Saved data entries ::
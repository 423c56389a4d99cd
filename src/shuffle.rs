use rand::SeedableRng;
use rand::rngs::SmallRng;
use rand::seq::SliceRandom;

/// Random traversal order over catalog indices.
///
/// `remaining` always holds a subset of a single random permutation of
/// `0..len`. Leaving a track consumes its index, as does arriving at one, and
/// the permutation is regenerated once nothing but the current index is left.
#[derive(Debug)]
pub struct ShuffleSequencer {
    len: usize,
    remaining: Vec<usize>,
    rng: SmallRng,
}

impl ShuffleSequencer {
    pub fn from_os_rng(len: usize) -> Self {
        Self::with_rng(len, SmallRng::from_os_rng())
    }

    pub fn seeded(len: usize, seed: u64) -> Self {
        Self::with_rng(len, SmallRng::seed_from_u64(seed))
    }

    fn with_rng(len: usize, rng: SmallRng) -> Self {
        let mut sequencer = Self {
            len,
            remaining: Vec::with_capacity(len),
            rng,
        };
        sequencer.regenerate(len);
        sequencer
    }

    /// Replaces the sequence with a fresh permutation of `0..len`.
    pub fn regenerate(&mut self, len: usize) -> &[usize] {
        self.len = len;
        self.remaining = (0..len).collect();
        self.remaining.shuffle(&mut self.rng);
        &self.remaining
    }

    pub fn remaining(&self) -> &[usize] {
        &self.remaining
    }

    pub fn len(&self) -> usize {
        self.len
    }

    pub fn is_empty(&self) -> bool {
        self.len == 0
    }

    pub fn is_exhausted(&self, current: usize) -> bool {
        self.remaining.iter().all(|idx| *idx == current)
    }

    /// Picks and consumes the next index other than `current`.
    ///
    /// Only returns `current` when the catalog has a single track.
    pub fn next_after(&mut self, current: usize) -> usize {
        if self.is_exhausted(current) {
            self.regenerate(self.len);
        }

        self.remaining.retain(|idx| *idx != current);
        if self.remaining.is_empty() {
            return current;
        }
        self.remaining.remove(0)
    }

    /// Uniform pick among every index except `current`. Leaves the sequence untouched.
    pub fn random_other(&mut self, current: usize) -> usize {
        let mut candidates: Vec<usize> = (0..self.len).filter(|idx| *idx != current).collect();
        candidates.shuffle(&mut self.rng);
        candidates.first().copied().unwrap_or(current)
    }
}
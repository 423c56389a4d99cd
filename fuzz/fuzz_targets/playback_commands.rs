#![no_main]

use libfuzzer_sys::fuzz_target;
use trackdeck::audio::NullEngine;
use trackdeck::catalog::Catalog;
use trackdeck::controller::PlaybackController;
use trackdeck::events;
use trackdeck::shuffle::ShuffleSequencer;

fuzz_target!(|data: &[u8]| {
    let catalog = Catalog::builtin("fuzz-assets-that-do-not-exist");
    let len = catalog.len();
    let (sender, rx) = events::channel();
    let seed = data.first().copied().map_or(0, u64::from);
    let mut controller = PlaybackController::new(
        catalog,
        NullEngine::new(sender),
        ShuffleSequencer::seeded(len, seed),
    );

    for byte in data {
        match byte % 12 {
            0 => controller.play(),
            1 => controller.pause(),
            2 => controller.stop(),
            3 => controller.next(),
            4 => controller.previous(),
            5 => controller.set_shuffle(!controller.shuffle_enabled()),
            6 => controller.set_loop(!controller.loop_enabled()),
            7 => controller.on_engine_end_of_stream(),
            8 => controller.seek_relative(f64::from(*byte) - 128.0),
            9 => controller.seek_to_fraction(f64::from(*byte) / 255.0),
            10 => {
                let _ = controller.select_track(usize::from(*byte) % (len + 1));
            }
            _ => controller.on_position_update(f64::from(*byte), 200.0),
        }
        for event in rx.try_iter() {
            controller.handle_event(event);
        }
        assert!(controller.current_index() < len);
    }
    let _ = controller.drain_notices();
});
impl<E: MediaEngine> PlaybackController<E> {
    pub fn new(catalog: Catalog, engine: E, mut sequencer: ShuffleSequencer) -> Self {
        if sequencer.len() != catalog.len() {
            sequencer.regenerate(catalog.len());
        }

        let mut controller = Self {
            catalog,
            engine,
            sequencer,
            current_index: 0,
            play_state: PlayState::Stopped,
            shuffle_enabled: false,
            loop_enabled: false,
            position_seconds: 0.0,
            duration_seconds: 0.0,
            loaded_index: None,
            cover: None,
            notices: VecDeque::new(),
            status: String::from("Ready"),
            dirty: true,
        };
        controller.reload_metadata();
        controller
    }

    pub fn play(&mut self) {
        if self.play_state == PlayState::Playing {
            return;
        }

        if self.play_state == PlayState::Paused && self.loaded_index == Some(self.current_index) {
            self.engine.set_state(PlayState::Playing);
            self.play_state = PlayState::Playing;
            info!(index = self.current_index, "resumed");
            self.set_status(format!("Playing: {}", self.current_track().title));
            return;
        }

        let audio = self.current_track().audio.clone();
        let Some(path) = self.catalog.locate(&audio) else {
            self.report(Notice::ResourceNotFound {
                kind: AssetKind::Audio,
                reference: audio,
            });
            return;
        };

        self.engine.load(&path);
        self.loaded_index = Some(self.current_index);
        self.engine.set_state(PlayState::Playing);
        self.play_state = PlayState::Playing;
        self.position_seconds = 0.0;
        self.duration_seconds = self
            .engine
            .query_duration()
            .map_or(0.0, |duration| duration.as_secs_f64());
        info!(index = self.current_index, path = %path.display(), "playing");
        self.set_status(format!("Playing: {}", self.current_track().title));
    }

    pub fn pause(&mut self) {
        if self.play_state != PlayState::Playing {
            return;
        }
        self.engine.set_state(PlayState::Paused);
        self.play_state = PlayState::Paused;
        info!(index = self.current_index, "paused");
        self.set_status(String::from("Paused"));
    }

    pub fn stop(&mut self) {
        self.engine.set_state(PlayState::Stopped);
        self.play_state = PlayState::Stopped;
        self.position_seconds = 0.0;
        self.loaded_index = None;
        debug!(index = self.current_index, "stopped");
        self.set_status(String::from("Stopped"));
    }

    pub fn toggle_play_pause(&mut self) {
        if self.play_state == PlayState::Playing {
            self.pause();
        } else {
            self.play();
        }
    }

    pub fn next(&mut self) {
        let was_playing = self.play_state == PlayState::Playing;
        let index = self.next_index();
        self.change_track(index, was_playing);
    }

    pub fn previous(&mut self) {
        let was_playing = self.play_state == PlayState::Playing;
        let index = self.previous_index();
        self.change_track(index, was_playing);
    }

    pub fn seek_relative(&mut self, delta_seconds: f64) {
        if !delta_seconds.is_finite() {
            return;
        }

        let target = self.position_seconds + delta_seconds;
        let target = if self.duration_seconds > 0.0 {
            target.clamp(0.0, self.duration_seconds)
        } else if delta_seconds > 0.0 {
            // No known end to clamp against.
            return;
        } else {
            target.max(0.0)
        };
        self.seek_to(target);
    }

    pub fn seek_to_fraction(&mut self, fraction: f64) {
        if self.duration_seconds <= 0.0 || !fraction.is_finite() {
            return;
        }
        self.seek_to(fraction.clamp(0.0, 1.0) * self.duration_seconds);
    }

    pub fn set_shuffle(&mut self, enabled: bool) {
        if enabled {
            self.sequencer.regenerate(self.catalog.len());
        }
        self.shuffle_enabled = enabled;
        self.set_status(format!("Shuffle {}", on_off(enabled)));
    }

    pub fn set_loop(&mut self, enabled: bool) {
        self.loop_enabled = enabled;
        self.set_status(format!("Loop {}", on_off(enabled)));
    }

    pub fn select_track(&mut self, index: usize) -> Result<(), ControlError> {
        let len = self.catalog.len();
        if index >= len {
            warn!(index, len, "rejected track selection");
            return Err(ControlError::InvalidIndex { index, len });
        }

        let was_playing = self.play_state == PlayState::Playing;
        self.stop();
        self.current_index = index;
        self.reload_metadata();
        if was_playing {
            self.play();
        }
        Ok(())
    }

    pub fn on_engine_end_of_stream(&mut self) {
        info!(index = self.current_index, looping = self.loop_enabled, "end of stream");
        if self.loop_enabled {
            self.stop();
            self.play();
        } else {
            let index = self.next_index();
            self.change_track(index, true);
        }
    }

    /// Reports the failure; `play_state` is left as it was.
    pub fn on_engine_error(&mut self, description: &str) {
        self.report(Notice::EngineError(description.to_string()));
    }

    pub fn on_position_update(&mut self, position_seconds: f64, duration_seconds: f64) {
        self.position_seconds = sanitize_seconds(position_seconds);
        self.duration_seconds = sanitize_seconds(duration_seconds);
        self.dirty = true;
    }

    pub fn handle_event(&mut self, event: ControlEvent) {
        match event {
            ControlEvent::Engine(EngineEvent::EndOfStream) => self.on_engine_end_of_stream(),
            ControlEvent::Engine(EngineEvent::Error(description)) => {
                self.on_engine_error(&description)
            }
            ControlEvent::PositionTick(token) => {
                poller::sample(self);
                drop(token);
            }
        }
    }

    /// Lets the engine notice end-of-stream; call once per loop iteration.
    pub fn tick_engine(&mut self) {
        self.engine.tick();
    }

    pub fn shutdown(&mut self) {
        self.engine.release();
        self.play_state = PlayState::Stopped;
        self.loaded_index = None;
        info!("engine released");
    }

    pub fn snapshot(&self) -> PlaybackSnapshot {
        PlaybackSnapshot {
            current_index: self.current_index,
            play_state: self.play_state,
            shuffle_enabled: self.shuffle_enabled,
            loop_enabled: self.loop_enabled,
            position_seconds: self.position_seconds,
            duration_seconds: self.duration_seconds,
        }
    }

    pub fn current_index(&self) -> usize {
        self.current_index
    }

    pub fn play_state(&self) -> PlayState {
        self.play_state
    }

    pub fn shuffle_enabled(&self) -> bool {
        self.shuffle_enabled
    }

    pub fn loop_enabled(&self) -> bool {
        self.loop_enabled
    }

    pub fn position_seconds(&self) -> f64 {
        self.position_seconds
    }

    pub fn duration_seconds(&self) -> f64 {
        self.duration_seconds
    }

    pub fn current_track(&self) -> &Track {
        // current_index is kept in bounds and the catalog is never empty.
        &self.catalog.tracks()[self.current_index]
    }

    pub fn cover_path(&self) -> Option<&Path> {
        self.cover.as_deref()
    }

    pub fn catalog(&self) -> &Catalog {
        &self.catalog
    }

    pub fn engine(&self) -> &E {
        &self.engine
    }

    pub fn shuffle_remaining(&self) -> &[usize] {
        self.sequencer.remaining()
    }

    pub fn drain_notices(&mut self) -> Vec<Notice> {
        self.notices.drain(..).collect()
    }

    fn next_index(&mut self) -> usize {
        if self.shuffle_enabled {
            self.sequencer.next_after(self.current_index)
        } else {
            (self.current_index + 1) % self.catalog.len()
        }
    }

    fn previous_index(&mut self) -> usize {
        if self.shuffle_enabled {
            self.sequencer.random_other(self.current_index)
        } else {
            let len = self.catalog.len();
            (self.current_index + len - 1) % len
        }
    }

    fn change_track(&mut self, index: usize, resume: bool) {
        debug!(from = self.current_index, to = index, resume, "changing track");
        self.current_index = index;
        self.reload_metadata();
        if resume {
            self.stop();
            self.play();
        }
    }

    fn reload_metadata(&mut self) {
        let track = self.current_track();
        let cover_ref = track.cover.clone();
        let title = track.title.clone();
        self.set_status(format!("Selected: {title}"));
        self.cover = self.catalog.locate(&cover_ref);
        if self.cover.is_none() {
            self.report(Notice::ResourceNotFound {
                kind: AssetKind::Cover,
                reference: cover_ref,
            });
        }
    }

    fn seek_to(&mut self, target_seconds: f64) {
        let target = Duration::try_from_secs_f64(target_seconds).unwrap_or_default();
        self.engine.seek_absolute(target);
        debug!(target = target.as_secs_f64(), "seek");
        // Nothing is loaded while stopped; the playhead stays where stop() put it.
        if self.play_state != PlayState::Stopped {
            self.position_seconds = target.as_secs_f64();
            self.dirty = true;
        }
    }

    fn report(&mut self, notice: Notice) {
        warn!("{notice}");
        self.set_status(notice.to_string());
        if self.notices.len() == MAX_PENDING_NOTICES {
            self.notices.pop_front();
        }
        self.notices.push_back(notice);
    }

    fn set_status(&mut self, message: String) {
        self.status = message;
        self.dirty = true;
    }
}
pub mod app;
pub mod audio;
pub mod catalog;
pub mod config;
pub mod controller;
pub mod cover;
pub mod events;
pub mod model;
pub mod poller;
pub mod shuffle;
pub mod ui;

Your goal ::
Among the records above, extract exactly the lines from the line with "index is left." to the line with "pub fn is_empty(&self)", both lines included, and leave out the rest.

Answer box ::
/// the permutation is regenerated once nothing but the current index is left.
#[derive(Debug)]
pub struct ShuffleSequencer {
    len: usize,
    remaining: Vec<usize>,
    rng: SmallRng,
}

impl ShuffleSequencer {
    pub fn from_os_rng(len: usize) -> Self {
        Self::with_rng(len, SmallRng::from_os_rng())
    }

    pub fn seeded(len: usize, seed: u64) -> Self {
        Self::with_rng(len, SmallRng::seed_from_u64(seed))
    }

    fn with_rng(len: usize, rng: SmallRng) -> Self {
        let mut sequencer = Self {
            len,
            remaining: Vec::with_capacity(len),
            rng,
        };
        sequencer.regenerate(len);
        sequencer
    }

    /// Replaces the sequence with a fresh permutation of `0..len`.
    pub fn regenerate(&mut self, len: usize) -> &[usize] {
        self.len = len;
        self.remaining = (0..len).collect();
        self.remaining.shuffle(&mut self.rng);
        &self.remaining
    }

    pub fn remaining(&self) -> &[usize] {
        &self.remaining
    }

    pub fn len(&self) -> usize {
        self.len
    }

    pub fn is_empty(&self) -> bool {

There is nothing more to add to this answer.